Re: Inconsistency in startup process's MyBackendId and procsignal array registration with ProcSignalInit()

At Mon, 11 Oct 2021 15:24:46 +0900, Fujii Masao <masao(dot)fujii(at)oss(dot)nttdata(dot)com> wrote in
>
>
> On 2021/10/09 22:22, Bharath Rupireddy wrote:
> > Hi,
> > It looks like auxiliary processes will not have a valid MyBackendId as
> > they don't call InitPostgres() and SharedInvalBackendInit() unlike
> > backends. But the startup process (which is an auxiliary process) in
> > hot standby mode seems to be different in the way that it does have a
> > valid MyBackendId as SharedInvalBackendInit() gets called from
> > InitRecoveryTransactionEnvironment(). The SharedInvalBackendInit()
> > usually stores the MyBackendId in the caller's PGPROC structure i.e.
> > MyProc->backendId. The auxiliary processes (including the startup
> > process) usually register themselves in procsignal array with
> > ProcSignalInit(MaxBackends + MyAuxProcType + 1) unlike the backends
> > with ProcSignalInit(MyBackendId) after SharedInvalBackendInit() in
> > InitPostgres().
> > The problem comes when a postgres process wants to send a multiplexed
> > SIGUSR1 signal (probably using SendProcSignal()) to the startup
> > process after receiving its ProcSignal->psh_slot[] with its backendId
> > from the PGPROC (the postgres process can get the startup process
> > PGPROC structure from AuxiliaryPidGetProc()). Remember the startup
> > process has registered in the procsignal array with
> > ProcSignalInit(MaxBackends + MyAuxProcType + 1), not with the
> > ProcSignalInit(MyBackendId) like the backends did. So, the postgres
> > process, wanting to send SIGUSR1 to the startup process, refers to the
> > wrong ProcSignal->psh_slot[] and may not send the signal.
> > Is this inconsistency of MyBackendId for a startup process a problem
> > at all? Thoughts?
> > These are the following ways I think we can fix it, if at all some
> > other hacker agrees that it is actually an issue:
> > 1) Fix the startup process code, probably by unregistering the
> > procsignal array entry that was made with ProcSignalInit(MaxBackends +
> > MyAuxProcType + 1) in AuxiliaryProcessMain() and register with
> > ProcSignalInit(MyBackendId) immediately after SharedInvalBackendInit()
> > calculates the MyBackendId in with SharedInvalBackendInit() in
> > InitRecoveryTransactionEnvironment(). This seems risky to me as
> > unregistering and registering ProcSignal array involves some barriers
> > and during the registering and unregistering window, the startup
> > process may miss the SIGUSR1.
> > 2) Ensure that the process, that wants to send the startup process
> > SIGUSR1 signal, doesn't use the backendId from the startup process
> > PGPROC, in which case it has to loop over all the entries of
> > ProcSignal->psh_slot[] array to find the entry with the startup
> > process PID. It seems easier and less riskier but only caveat is that
> > the sending process shouldn't look at the backendId from auxiliary
> > process PGPROC, instead it should just traverse the entire proc signal
> > array to find the right slot.
> > 3) Add a comment around AuxiliaryPidGetProc() that says "auxiliary
> > processes don't have valid backend ids, so don't use the backendId
> > from the returned PGPROC".
> > (2) and (3) seem reasonable to me. Thoughts?

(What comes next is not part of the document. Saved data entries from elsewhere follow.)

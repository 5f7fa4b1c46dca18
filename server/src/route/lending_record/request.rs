use crate::controller::Intake;
use application::transfer::{
    CloseRecordDto, GetLendingRecordDto, ListLendingRecordsDto, RecordActionDto,
};
use kernel::prelude::entity::LendingStatus;
use serde::Deserialize;
use time::OffsetDateTime;

#[derive(Debug, Deserialize)]
pub struct RecordFilterQuery {
    status: Option<LendingStatus>,
    owner_id: Option<i64>,
    borrower_id: Option<i64>,
    #[serde(default, with = "time::serde::rfc3339::option")]
    lent_from: Option<OffsetDateTime>,
    #[serde(default, with = "time::serde::rfc3339::option")]
    lent_until: Option<OffsetDateTime>,
    page: Option<i64>,
    size: Option<i64>,
}

#[derive(Debug, Deserialize)]
pub struct PrincipalBody {
    acting_account_id: i64,
}

#[derive(Debug, Deserialize)]
pub struct CloseRecordBody {
    acting_account_id: i64,
    #[serde(default)]
    damaged: bool,
    damage_notes: Option<String>,
}

pub struct Transformer;

impl Intake<RecordFilterQuery> for Transformer {
    type To = ListLendingRecordsDto;
    fn emit(&self, input: RecordFilterQuery) -> Self::To {
        Self::To {
            status: input.status,
            owner_id: input.owner_id,
            borrower_id: input.borrower_id,
            lent_from: input.lent_from,
            lent_until: input.lent_until,
            page: input.page,
            size: input.size,
        }
    }
}

impl Intake<i64> for Transformer {
    type To = GetLendingRecordDto;
    fn emit(&self, id: i64) -> Self::To {
        Self::To { id }
    }
}

impl Intake<(i64, PrincipalBody)> for Transformer {
    type To = RecordActionDto;
    fn emit(&self, (record_id, body): (i64, PrincipalBody)) -> Self::To {
        Self::To {
            record_id,
            acting_account_id: body.acting_account_id,
        }
    }
}

impl Intake<(i64, CloseRecordBody)> for Transformer {
    type To = CloseRecordDto;
    fn emit(&self, (record_id, body): (i64, CloseRecordBody)) -> Self::To {
        Self::To {
            record_id,
            acting_account_id: body.acting_account_id,
            damaged: body.damaged,
            damage_notes: body.damage_notes,
        }
    }
}
use serde::{Deserialize, Serialize};
use vodca::{AsRefln, Fromln};

#[derive(Debug, Clone, Eq, PartialEq, Serialize, Deserialize, Fromln, AsRefln)]
pub struct AccountName(String);

impl AccountName {
    pub fn new(name: impl Into<String>) -> Self {
        Self(name.into())
    }
}
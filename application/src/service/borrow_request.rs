use error_stack::Report;

use kernel::interface::authorize::{ensure_transition, GuardedResource, TransitionAction};
use kernel::interface::clock::{DependOnTimeProvider, TimeProvider};
use kernel::interface::database::{
    DatabaseConnection, DependOnDatabaseConnection, Transaction,
};
use kernel::interface::notify::{DependOnLoanNotifier, LoanNotice, LoanNotifier};
use kernel::interface::query::{
    BorrowRequestQuery, DependOnAccountQuery, DependOnBorrowRequestQuery, DependOnGameQuery,
    GameQuery,
};
use kernel::interface::update::{
    BorrowRequestModifier, DependOnBorrowRequestModifier, DependOnLendingRecordModifier,
    LendingRecordModifier,
};
use kernel::prelude::entity::{
    AccountId, BorrowRequest, BorrowRequestDraft, BorrowRequestId, BorrowRequestStatus,
    CreatedAt, Game, GameId, LendingRecordDraft, LoanPeriod,
};
use kernel::KernelError;

use crate::service::resolve_account;
use crate::transfer::{
    BorrowRequestActionDto, BorrowRequestDto, CreateBorrowRequestDto, GetBorrowRequestDto,
    GetRequestsByRequesterDto, GetRequestsByStatusDto, LendingRecordDto,
};

#[async_trait::async_trait]
pub trait CreateBorrowRequestService<Connection: Transaction + Send>:
    'static
    + Sync
    + Send
    + DependOnDatabaseConnection<Connection>
    + DependOnAccountQuery<Connection>
    + DependOnGameQuery<Connection>
    + DependOnBorrowRequestModifier<Connection>
    + DependOnTimeProvider
{
    async fn create_request(
        &self,
        dto: CreateBorrowRequestDto,
    ) -> error_stack::Result<BorrowRequestDto, KernelError> {
        let period = LoanPeriod::new(dto.start_date, dto.end_date)?;
        let mut connection = self.database_connection().transact().await?;

        let requester = resolve_account(
            self.account_query(),
            &mut connection,
            dto.requester_id,
            "requester",
        )
        .await?;
        let game = self
            .game_query()
            .find_by_id(&mut connection, &GameId::new(dto.game_id))
            .await?
            .ok_or_else(|| {
                Report::new(KernelError::NotFound)
                    .attach_printable("requested game does not exist")
            })?;

        let draft = BorrowRequestDraft::new(
            requester.id().clone(),
            game.id().clone(),
            period,
            CreatedAt::new(self.time_provider().now()),
        );
        let request = self
            .borrow_request_modifier()
            .create(&mut connection, &draft)
            .await?;
        connection.commit().await?;

        Ok(BorrowRequestDto::from(request))
    }
}

impl<Connection: Transaction + Send, T> CreateBorrowRequestService<Connection> for T where
    T: DependOnDatabaseConnection<Connection>
        + DependOnAccountQuery<Connection>
        + DependOnGameQuery<Connection>
        + DependOnBorrowRequestModifier<Connection>
        + DependOnTimeProvider
{
}
mod id;
mod status;

pub use self::{id::*, status::*};
use destructure::{Destructure, Mutation};
use serde::{Deserialize, Serialize};
use vodca::References;

use crate::entity::{AccountId, CreatedAt, GameId, LoanPeriod};

#[derive(Debug, Clone, Eq, PartialEq, Serialize, Deserialize, References, Destructure, Mutation)]
pub struct BorrowRequest {
    id: BorrowRequestId,
    requester_id: AccountId,
    game_id: GameId,
    period: LoanPeriod,
    status: BorrowRequestStatus,
    requested_at: CreatedAt<BorrowRequest>,
}

impl BorrowRequest {
    pub fn new(
        id: BorrowRequestId,
        requester_id: AccountId,
        game_id: GameId,
        period: LoanPeriod,
        status: BorrowRequestStatus,
        requested_at: CreatedAt<BorrowRequest>,
    ) -> Self {
        Self {
            id,
            requester_id,
            game_id,
            period,
            status,
            requested_at,
        }
    }
}

/// A request before the store has assigned its identity. Always stored
/// PENDING.
#[derive(Debug, Clone, Eq, PartialEq, References, Destructure)]
pub struct BorrowRequestDraft {
    requester_id: AccountId,
    game_id: GameId,
    period: LoanPeriod,
    requested_at: CreatedAt<BorrowRequest>,
}

impl BorrowRequestDraft {
    pub fn new(
        requester_id: AccountId,
        game_id: GameId,
        period: LoanPeriod,
        requested_at: CreatedAt<BorrowRequest>,
    ) -> Self {
        Self {
            requester_id,
            game_id,
            period,
            requested_at,
        }
    }
}
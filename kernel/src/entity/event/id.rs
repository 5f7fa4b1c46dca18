use serde::{Deserialize, Serialize};
use vodca::{AsRefln, Fromln};

#[derive(Debug, Clone, Hash, Eq, PartialEq, Serialize, Deserialize, Fromln, AsRefln)]
pub struct EventId(i64);

impl EventId {
    pub fn new(id: impl Into<i64>) -> Self {
        Self(id.into())
    }
}
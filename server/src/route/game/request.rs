use crate::controller::Intake;
use application::transfer::{CreateGameDto, GetGameDto, GetGamesByOwnerDto};
use serde::Deserialize;

#[derive(Debug, Deserialize)]
pub struct CreateGameRequest {
    title: String,
    owner_id: i64,
}

#[derive(Debug, Deserialize)]
pub struct OwnedGamesQuery {
    owner_id: i64,
}

pub struct Transformer;

impl Intake<CreateGameRequest> for Transformer {
    type To = CreateGameDto;
    fn emit(&self, CreateGameRequest { title, owner_id }: CreateGameRequest) -> Self::To {
        Self::To { title, owner_id }
    }
}

impl Intake<OwnedGamesQuery> for Transformer {
    type To = GetGamesByOwnerDto;
    fn emit(&self, OwnedGamesQuery { owner_id }: OwnedGamesQuery) -> Self::To {
        Self::To { owner_id }
    }
}

impl Intake<i64> for Transformer {
    type To = GetGameDto;
    fn emit(&self, id: i64) -> Self::To {
        Self::To { id }
    }
}
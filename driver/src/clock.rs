use time::OffsetDateTime;

use kernel::interface::clock::{DependOnTimeProvider, TimeProvider};

use crate::database::PostgresDatabase;

pub struct SystemTimeProvider;

impl TimeProvider for SystemTimeProvider {
    fn now(&self) -> OffsetDateTime {
        OffsetDateTime::now_utc()
    }
}

impl DependOnTimeProvider for PostgresDatabase {
    type TimeProvider = SystemTimeProvider;
    fn time_provider(&self) -> &Self::TimeProvider {
        &SystemTimeProvider
    }
}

(I'm not sure how the trouble happens.)
2 and 3 looks like fixing inconsistency by another inconsistency.
I'm not sure 1 is acceptable.

> How about modifying SharedInvalBackendInit() so that it accepts
> BackendId as an argument and allocates the ProcState entry of
> the specified BackendId? That is, the startup process determines
> that its BackendId is "MaxBackends + MyAuxProcType (=StartupProcess) +
> 1"
> in AuxiliaryProcessMain(), and then it passes that BackendId to
> SharedInvalBackendInit() in InitRecoveryTransactionEnvironment().
>
> Maybe you need to enlarge ProcState array so that it also handles
> auxiliary processes if it does not for now.

It seems to me that the backendId on startup process is used only for
vxid generation. Actually "make check-world" doesn't fail by skipping
SharedInvalBackendinit() (and disabling an assertion).

I thought that we could decouple vxid from backend ID (or sinval code)
by using pgprocno for vxid generation instead of backend ID. "make
check-world" doesn't fail with that change, too. (I don't think
"doesn't fail" ncecessarily mean that that change is correct, though),
but vxid gets somewhat odd after the change..

=# select distinct virtualxid from pg_locks;
virtualxid
------------

116/1 # startup
99/48 # backend 1
...

regards.

--
Kyotaro Horiguchi
NTT Open Source Software Center